Y terminaba pidiendo que se expusiera en cada puerta de cada iglesia y que a quien lo quitase: anatema.

El 11 de octubre, el arzobispo Lizana publica el que sigue:

“Hijos míos, no os dejéis engañar: el cura Hidalgo está procesado por hereje; no busca vuestra fortuna sino la suya, como ya os tenemos dicho en la exhortación de 24 de setiembre: ahora os lisonjea con el atractivo halagüeño de que os dará la tierra; no la dará, y os quitará la fe; os impondrá tributos y servicios personales, porque de otro modo no puede subsistir en la elevación á que aspira, y derramará vuestra sangre y la de vuestros hijos para conservarla y engrandecerla, como ha practicado Buonaparte. Huid del que os enseña doctrina que reprueba con las Santas Escrituras nuestra Santa Madre la Iglesia, y que puesta en práctica, revolvería y acabaría el mundo, siendo vosotros una de las víctimas. ¡Viva la Religión, que no vive con los que enseñan y obran contra la doctrina de la Santa Madre Iglesia! ¡Viva la Virgen de Guadalupe, que no vive con el que niega que sea virgen ni con los que revuelven y amotinan los países de esta Señora! ¡Viva Fernando VII, que no vive con la independencia de sus vasallos!"

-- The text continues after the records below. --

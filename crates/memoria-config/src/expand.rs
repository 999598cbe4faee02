//! `${VAR}` and `${VAR:-default}` expansion for configuration strings.

use crate::ConfigError;

/// Expand environment references in `value`.
///
/// Only the braced form is recognized, so a literal `$` in a token or URL
/// passes through untouched. `field` names the config key in error messages.
pub(crate) fn expand_env(value: &str, field: &str) -> Result<String, ConfigError> {
    if !value.contains("${") {
        return Ok(value.to_owned());
    }

    shellexpand::env_with_context(value, |name| match std::env::var(name) {
        Ok(found) => Ok(Some(found)),
        Err(_) => Err(UnsetVar(name.to_owned())),
    })
    .map(std::borrow::Cow::into_owned)
    .map_err(|err| ConfigError::EnvVar {
        field: field.to_owned(),
        message: format!("${{{}}} not set", err.cause.0),
    })
}

/// Variable referenced without a default and missing from the environment.
struct UnsetVar(String);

El obispo de Puebla, Manuel Ignacio González del Campillo, convocó a una junta solemne a los curas de la ciudad y los hizo firmar un documento, redactado por él mismo, en el que se obligaban a obedecer al gobierno virreinal, “a dirigir la opinión en el sentido de sumisión al rey”, “averiguando los lugares de residencia de cualquier persona que fomentase la sedición o tuviese juntas” para dar cuenta al gobierno.

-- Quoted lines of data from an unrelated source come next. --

pub mod card;
pub mod component;
pub mod config;
pub mod dates;
pub mod error;
pub mod i18n;
pub mod mapping;
pub mod markup;
pub mod page;
pub mod panel;
pub mod transport;
pub mod types;

// --- Library API for embedding ---

/// Convenience re-exports for embedders.
pub mod prelude {
    pub use crate::card::{CardProps, ContentCard};
    pub use crate::component::Component;
    pub use crate::config::Config;
    pub use crate::dates::Locale;
    pub use crate::error::PanelError;
    pub use crate::i18n::{Catalog, Translator};
    pub use crate::markup::Node;
    pub use crate::panel::{PanelState, Settlement, SiteQueryPanel};
    pub use crate::transport::{FetchResponse, HttpTransport, Transport};
    pub use crate::types::{ItemRecord, Manifest};
    pub use crate::SiteCards;
}

use std::sync::Arc;

use anyhow::{Context, Result};

use crate::component::Component;
use crate::config::Config;
use crate::i18n::{Catalog, Translator};
use crate::page::render_document;
use crate::panel::{PanelState, SiteQueryPanel};
use crate::transport::{HttpTransport, Transport};

/// Library entry point. Owns the configuration, the transport and the string catalog.
pub struct SiteCards {
    config: Config,
    transport: Arc<dyn Transport>,
    i18n: Arc<dyn Translator>,
}

impl SiteCards {
    /// Build with the HTTP transport described by `config`.
    pub fn connect(config: Config) -> Result<Self> {
        let transport = HttpTransport::new(&config.user_agent).context("building HTTP client")?;
        Ok(Self::with_transport(config, Arc::new(transport)))
    }

    pub fn with_transport(config: Config, transport: Arc<dyn Transport>) -> Self {
        let i18n: Arc<dyn Translator> = Arc::new(Catalog::with_overrides(&config.strings));
        Self { config, transport, i18n }
    }

    pub fn config(&self) -> &Config { &self.config }

    /// Fresh panel seeded from the configured endpoint.
    pub fn panel(&self) -> SiteQueryPanel {
        SiteQueryPanel::from_config(&self.config, self.i18n.clone())
    }

    /// Mount a panel, stage `endpoint` (or keep the configured one) and fetch it.
    /// Failures end up in the returned panel's state.
    pub async fn query(&self, endpoint: Option<&str>) -> SiteQueryPanel {
        let mut panel = self.panel();
        panel.mount(self.transport.as_ref()).await;
        // the eager fetch on mount already covered the configured endpoint
        let fetched = self.config.fetch_on_mount
            && endpoint.map_or(true, |ep| ep.trim() == panel.state().endpoint);
        if !fetched {
            if let Some(ep) = endpoint {
                panel.set_endpoint(ep);
            }
            if let Err(e) = panel.fetch_manifest(self.transport.as_ref()).await {
                tracing::info!(endpoint = %panel.state().endpoint, error = %e, "query failed");
            }
        }
        panel
    }

    /// Query `endpoint` and hand back only the resulting state.
    pub async fn inspect(&self, endpoint: Option<&str>) -> PanelState {
        self.query(endpoint).await.state().clone()
    }

    /// Query and render the panel as a standalone HTML document.
    pub async fn render_site(&self, endpoint: Option<&str>) -> String {
        let panel = self.query(endpoint).await;
        render_document(panel.title(), &panel.render())
    }
}

#[cfg(test)]
mod tests {
    use super::*;
    use crate::error::TransportError;
    use crate::transport::FetchResponse;
    use async_trait::async_trait;
    use serde_json::json;
    use std::sync::Mutex;

    #[derive(Default)]
    struct RecordingTransport {
        urls: Mutex<Vec<String>>,
    }

    #[async_trait]
    impl Transport for RecordingTransport {
        async fn get(&self, url: &str) -> Result<FetchResponse, TransportError> {
            self.urls.lock().unwrap().push(url.to_string());
            let body = json!({"title": "T", "items": [{"title": "A", "slug": "a"}]});
            Ok(FetchResponse { status: 200, body: body.to_string() })
        }
    }

    fn app(fetch_on_mount: bool) -> (SiteCards, Arc<RecordingTransport>) {
        let transport = Arc::new(RecordingTransport::default());
        let config = Config { endpoint: "https://example.com/".into(), fetch_on_mount, ..Config::default() };
        (SiteCards::with_transport(config, transport.clone()), transport)
    }

    #[tokio::test]
    async fn eager_mount_is_not_fetched_twice() {
        let (app, transport) = app(true);
        let panel = app.query(None).await;
        assert!(panel.state().manifest.is_some());
        assert_eq!(*transport.urls.lock().unwrap(), vec!["https://example.com/site.json".to_string()]);

        let _ = app.query(Some(" https://example.com/ ")).await;
        assert_eq!(transport.urls.lock().unwrap().len(), 2);
    }

    #[tokio::test]
    async fn eager_mount_then_explicit_endpoint() {
        let (app, transport) = app(true);
        let panel = app.query(Some("https://other.test/docs")).await;
        assert_eq!(panel.state().endpoint, "https://other.test/docs");
        assert_eq!(
            *transport.urls.lock().unwrap(),
            vec!["https://example.com/site.json".to_string(), "https://other.test/docs/site.json".to_string()]
        );
    }

    #[tokio::test]
    async fn lazy_mount_fetches_once() {
        let (app, transport) = app(false);
        let _ = app.query(None).await;
        assert_eq!(transport.urls.lock().unwrap().len(), 1);
    }

    #[tokio::test]
    async fn inspect_returns_settled_state() {
        let (app, _) = app(false);
        let state = app.inspect(Some("https://example.com/")).await;
        assert!(!state.loading);
        assert_eq!(state.error_message, "");
        assert_eq!(state.manifest.as_ref().map(|m| m.title.as_str()), Some("T"));
        assert_eq!(state.items.len(), 1);

        let state = app.inspect(Some("ftp://example.com/")).await;
        assert!(state.manifest.is_none());
        assert!(state.error_message.starts_with("Invalid URL"));
    }
}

El obispo de Guadalajara, Ruiz de Cabañas, lanzó excomuniones contra todo insurgente, lo miso que el obispo de Oaxaca, Antonio Bergosa, que en sus escritos llamaba a Venegas “Ángel tutelar de América”.

Para mala suerte de la Iglesia, la gente no tomó las excomuniones a bien por dos razones: primero, porque los consideraban como parte del gobierno opresor. Segundo, porque en cuanto se acercaban las huestes insurgentes, los primeros en salir huyendo y abandonar a la gente a su suerte eran los obispos.

Muestra de lo anterior es la siguiente carta de Simón de la Mora al inquisidor Prado y Obejero, del 20 de diciembre de 1810, explicándole porqué no se clavaban los edictos inquisitoriales en las iglesias:

“Se hace increible, Señor, lo inflamado que están los animos de todos los Pueblos Insurgentes. El odio y rabia Infernal que manifiestan contra los europeos no tiene termino, ni hay voces con qué explicarlo. A los PP de este colegio nos llaman Judíos Hipócritas y Hereges. Al Sto. Tribunal, que esta compuesto de Gachupines, que no hay que darle credito, que todos los Gachupines son Judios: Que las confesiones hechas con sacerdotes Gachupines son nulas: Que el Ilmo. y Dignísimo Sor. Obispo de Valladolid es Herege: Que los Edictos del Sto. Tribunal son Libelos infamatorios contra el Cura Hidalgo. Asi inflama y seduce este Herege y muchos eclesiásticos que le siguen á la miserable caterva de infelices que han arrastrado á la perdicion” (Texto completo en García, tomo IV).